I love Aromas Artisan Café and Maya Bakery in Weybridge. Aromas serves freshly made salads, Eastern Mediterranean inspired dishes and great coffee, while Maya bakery offers outstanding sourdough bread. Nest Home and Café in Ripley is such a gem too.

Is there anywhere in Surrey and London you would recommend for Turkish food in particular?

Oklava London is wonderful for the modern interpretation of Turkish and Cypriot dishes. Baked Artisan Bakery in Maidenhead offers great baking goods, salads and some wonderful Turkish food too.

Your favourite / must-visit spots in Istanbul?

Istanbul is a fascinating city where old meets new. I love Old Istanbul, Sultanahmet region; home to the Blue Mosque, Basilica Cistern and Hagia Sophia – this area would be high on my list.
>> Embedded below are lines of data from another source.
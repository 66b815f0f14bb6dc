use std::io;

use crate::anti_air::analyze_anti_air;
use crate::combat::analyzer::Analyzer;
use crate::contact::analyze_contact;
use crate::data::loader::{load_document, load_master_data, master_data_path};
use crate::data::validate::validate_master_data;
use crate::document::ScenarioDocument;
use crate::entity::factory::Factory;
use crate::parallel::{CancelToken, WorkerPool};
use crate::simulator::{
    run_simulation, write_sunk_csv, Scenario, SimulatorConfig, DEFAULT_ITERATIONS,
};

#[derive(Debug, Clone, Copy, PartialEq, Eq)]
pub enum Command {
    Analyze,
    Simulate,
    AntiAir,
    Validate,
}

pub fn parse_command(args: &[String]) -> Option<Command> {
    match args.get(1).map(String::as_str) {
        Some("analyze") => Some(Command::Analyze),
        Some("simulate") => Some(Command::Simulate),
        Some("anti-air") => Some(Command::AntiAir),
        Some("validate") => Some(Command::Validate),
        _ => None,
    }
}

pub fn run_with_args(args: &[String]) -> i32 {
    match parse_command(args) {
        Some(Command::Analyze) => handle_analyze(args),
        Some(Command::Simulate) => handle_simulate(args),
        Some(Command::AntiAir) => handle_anti_air(args),
        Some(Command::Validate) => handle_validate(args),
        None => {
            eprintln!("usage: fleethub <analyze|simulate|anti-air|validate>");
            2
        }
    }
}

/// Scenario document and a factory over its master data.
fn load_scenario(path: &str) -> Result<(ScenarioDocument, Factory), String> {
    let doc: ScenarioDocument =
        load_document(path).map_err(|err| format!("failed to load scenario: {err}"))?;
    let master = doc
        .load_master_data()
        .map_err(|err| format!("failed to load master data: {err}"))?;
    Ok((doc, Factory::new(master)))
}

fn print_json<T: serde::Serialize>(value: &T) -> i32 {
    match serde_json::to_string_pretty(value) {
        Ok(payload) => {
            println!("{payload}");
            0
        }
        Err(err) => {
            eprintln!("failed to serialize result: {err}");
            1
        }
    }
}

fn handle_analyze(args: &[String]) -> i32 {
    let Some(path) = args.get(2) else {
        eprintln!("usage: fleethub analyze <scenario.json|yaml>");
        return 2;
    };
    let (doc, factory) = match load_scenario(path) {
        Ok(loaded) => loaded,
        Err(err) => {
            eprintln!("{err}");
            return 1;
        }
    };
    let (attacker, target) = match doc.ships(&factory) {
        Ok(Some(ships)) => ships,
        Ok(None) => {
            eprintln!("scenario needs both 'attacker' and 'target' ships");
            return 1;
        }
        Err(err) => {
            eprintln!("invalid scenario: {err}");
            return 1;
        }
    };

    let analyzer = Analyzer::new(&factory.master().cutin_tables);
    let info = analyzer.analyze(&doc.context, &attacker, &target);
    print_json(&info)
}

fn handle_simulate(args: &[String]) -> i32 {
    let Some(path) = args.get(2) else {
        eprintln!("usage: fleethub simulate <scenario.json|yaml> [iterations] [seed] [--csv]");
        return 2;
    };
    let positional: Vec<&String> = args
        .iter()
        .skip(3)
        .filter(|arg| !arg.starts_with("--"))
        .collect();
    let iterations = parse_u32_arg(positional.first().copied(), "iterations", DEFAULT_ITERATIONS);
    let seed = positional.get(1).map(|raw| parse_u64_arg(Some(*raw), "seed", 0));
    let as_csv = args.iter().any(|arg| arg == "--csv");

    let (doc, factory) = match load_scenario(path) {
        Ok(loaded) => loaded,
        Err(err) => {
            eprintln!("{err}");
            return 1;
        }
    };
    let comps = doc
        .attacker_comp(&factory)
        .and_then(|attacker| Ok((attacker, doc.target_comp(&factory)?)));
    let (attacker, target) = match comps {
        Ok((Some(attacker), Some(target))) => (attacker, target),
        Ok(_) => {
            eprintln!("scenario needs both 'attacker_org' and 'target_org'");
            return 1;
        }
        Err(err) => {
            eprintln!("invalid scenario: {err}");
            return 1;
        }
    };

    let analyzer = Analyzer::new(&factory.master().cutin_tables);
    let scenario =
        match Scenario::from_comps(&analyzer, &attacker, &target, &doc.context, doc.phase) {
            Ok(scenario) => scenario,
            Err(err) => {
                eprintln!("invalid scenario: {err}");
                return 1;
            }
        };

    let config = SimulatorConfig {
        iterations,
        seed,
        ..SimulatorConfig::default()
    };
    let pool = WorkerPool::from_env();
    let result = match run_simulation(&scenario, &config, &pool, &CancelToken::new()) {
        Ok(result) => result,
        Err(err) => {
            eprintln!("simulation failed: {err}");
            return 1;
        }
    };

    if as_csv {
        if let Err(err) = write_sunk_csv(&result, io::stdout().lock()) {
            eprintln!("failed to write csv: {err}");
            return 1;
        }
        0
    } else {
        print_json(&result)
    }
}

fn handle_anti_air(args: &[String]) -> i32 {
    let Some(path) = args.get(2) else {
        eprintln!("usage: fleethub anti-air <scenario.json|yaml>");
        return 2;
    };
    let (doc, factory) = match load_scenario(path) {
        Ok(loaded) => loaded,
        Err(err) => {
            eprintln!("{err}");
            return 1;
        }
    };
    let comp = match doc.attacker_comp(&factory) {
        Ok(Some(comp)) => comp,
        Ok(None) => {
            eprintln!("scenario needs 'attacker_org'");
            return 1;
        }
        Err(err) => {
            eprintln!("invalid scenario: {err}");
            return 1;
        }
    };

    let master = factory.master();
    let rule = master.cutin_tables.allocation;
    let anti_air = analyze_anti_air(&comp, &master.anti_air_cutins, rule, doc.anti_air_cutin);
    let contact = analyze_contact(&comp, rule);
    print_json(&serde_json::json!({
        "anti_air": anti_air,
        "contact": contact,
        "fighter_power": comp.fighter_power(),
    }))
}

fn handle_validate(args: &[String]) -> i32 {
    let path = args.get(2).cloned().unwrap_or_else(master_data_path);

    let master = match load_master_data(&path) {
        Ok(master) => master,
        Err(err) => {
            eprintln!("validation failed: {err}");
            return 1;
        }
    };
    let report = validate_master_data(&master);
    for diag in &report.diagnostics {
        eprintln!("- {diag}");
    }
    if report.has_errors() {
        eprintln!("validation failed: {} issue(s)", report.diagnostics.len());
        1
    } else {
        println!("validation passed: {path}");
        0
    }
}

fn parse_u32_arg(raw: Option<&String>, name: &str, default: u32) -> u32 {
    raw.and_then(|value| value.parse::<u32>().ok())
        .unwrap_or_else(|| {
            if let Some(value) = raw {
                eprintln!("invalid {name} '{value}', defaulting to {default}");
            }
            default
        })
}

fn parse_u64_arg(raw: Option<&String>, name: &str, default: u64) -> u64 {
    raw.and_then(|value| value.parse::<u64>().ok())
        .unwrap_or_else(|| {
            if let Some(value) = raw {
                eprintln!("invalid {name} '{value}', defaulting to {default}");
            }
            default
        })
}
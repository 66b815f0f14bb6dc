use serde::{Deserialize, Serialize};

use crate::entity::gear::{Gear, GearState};
use crate::stats::fighter_power::{
    recon_multiplier, squadron_radius, squadron_slot_fighter_power, AirSquadronMode,
};

pub const MAX_SQUADRON_SLOTS: usize = 4;
pub const DEFAULT_SQUADRON_SLOT: i32 = 18;
pub const DEFAULT_RECON_SLOT: i32 = 4;

#[derive(Debug, Clone, Default, PartialEq, Eq, Hash, Serialize, Deserialize)]
#[serde(default)]
pub struct AirSquadronState {
    pub mode: AirSquadronMode,
    pub gears: Vec<Option<GearState>>,
    pub slots: Option<Vec<i32>>,
}

/// Land-based air squadron: four plane slots and a mode.
#[derive(Debug, Clone, PartialEq)]
pub struct AirSquadron {
    pub mode: AirSquadronMode,
    pub gears: Vec<Option<Gear>>,
    pub slots: Vec<i32>,
    pub fingerprint: u64,
}

impl AirSquadron {
    pub fn planes(&self) -> impl Iterator<Item = (i32, &Gear)> + '_ {
        self.gears.iter().enumerate().filter_map(|(index, gear)| {
            gear.as_ref()
                .map(|gear| (self.slots.get(index).copied().unwrap_or(0), gear))
        })
    }

    /// Sum of slot fighter power, scaled by the best recon multiplier.
    pub fn fighter_power(&self) -> i32 {
        let base: i32 = self
            .planes()
            .map(|(slot, gear)| squadron_slot_fighter_power(gear, slot, self.mode))
            .sum();
        let multiplier = self
            .planes()
            .filter(|(slot, _)| *slot > 0)
            .map(|(_, gear)| recon_multiplier(gear, self.mode))
            .fold(1.0_f64, f64::max);
        (f64::from(base) * multiplier).floor() as i32
    }

    pub fn radius(&self) -> Option<i32> {
        squadron_radius(self.planes().map(|(_, gear)| gear))
    }
}

pub fn default_slot_size(gear: &Gear) -> i32 {
    if gear.category().is_recon() {
        DEFAULT_RECON_SLOT
    } else {
        DEFAULT_SQUADRON_SLOT
    }
}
As a foodie, I could spend a day at the Spice Market, Misir Carsisi. Make sure to stock up for spices, dried fruit, nuts and Turkish delight there. I would also highly recommend taking a boat trip along the Bosphorus and appreciate the beauty of both the Asian and European sides of the city.

Street food is also amazing. Try Simit; Sesame encrusted bread rings, our iconic street food. Ciya restaurant on the Asian side would also be a wonderful spot to visit and enjoy regional Turkish food.